Tuesday, June 28, 2005

Iraqis Want US Out

...even onetime friends. In this Chicago Tribune article mirrored by the Arizona Tribune, we meet restaurant owner Dhiya Nour al-Deen, who had every reason to be US-friendly:

Police officers from a nearby station and workers from an industrial park, flush with disposable income, spent money at his kebab and falafel stand.

His older brother, Alaa, was earning a good salary as a bodyguard for a high-ranking Education Ministry official. At the time of the handover, Deen recalled that he and Alaa thought the Americans had put Iraq on the right path toward forging a lasting democracy.

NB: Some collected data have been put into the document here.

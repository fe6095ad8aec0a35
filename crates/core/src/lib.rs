//! weave-core
//!
//! Core library for building, packing, and slicing code templates for a
//! block-based visual scripting platform.
//!
//! This crate defines the codeblock/template IR (model), the catalog
//! interface, the wire codec, the template slicer, and the transport seam for
//! shipping built templates to a running client.
//!
//! The goal is to keep all substantive logic here so it is fully testable and
//! reusable from multiple frontends (CLI, editor integrations, etc.).

pub mod catalog;
pub mod codec;
pub mod model;
pub mod slicer;
pub mod transport;

/// Returns the library version as encoded at compile time.
///
/// Useful for tests and for frontends to report consistent version info.
pub fn version() -> &'static str {
    env!("CARGO_PKG_VERSION")
}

...and, considering the standard argument for why the US has to say, every reason to hate the armed resistance:

In the past 12 months, his brother was killed in an assassination attempt on the Education Ministry official, his restaurant was badly damaged by three car bombings targeting the neighboring police station...


...but, what he says is:

"Nothing will change until the Americans leave," Deen, 33, said at his home in Baghdad's Saydiyah neighborhood. "The resistance will not stop until the Americans go away. Once they leave, we can then only figure out if there is any hope of the Sunnis and Shiites coming together."

...and for an American paper, to sum up Iraqi public opinion the following way, explicitely, rather than precede a few quotes from people balanced for pro-US and critical views with spin, is something rather bold:

Many Iraqis interviewed said they believe U.S. officials have too much influence in the nation's important decisions and the government is far too dependent on the Americans for Iraqis to place much stock in their sovereignty.

"This is not a democracy," said Sarah Abdul Kareem, 21, a Shiite. "This is chaos."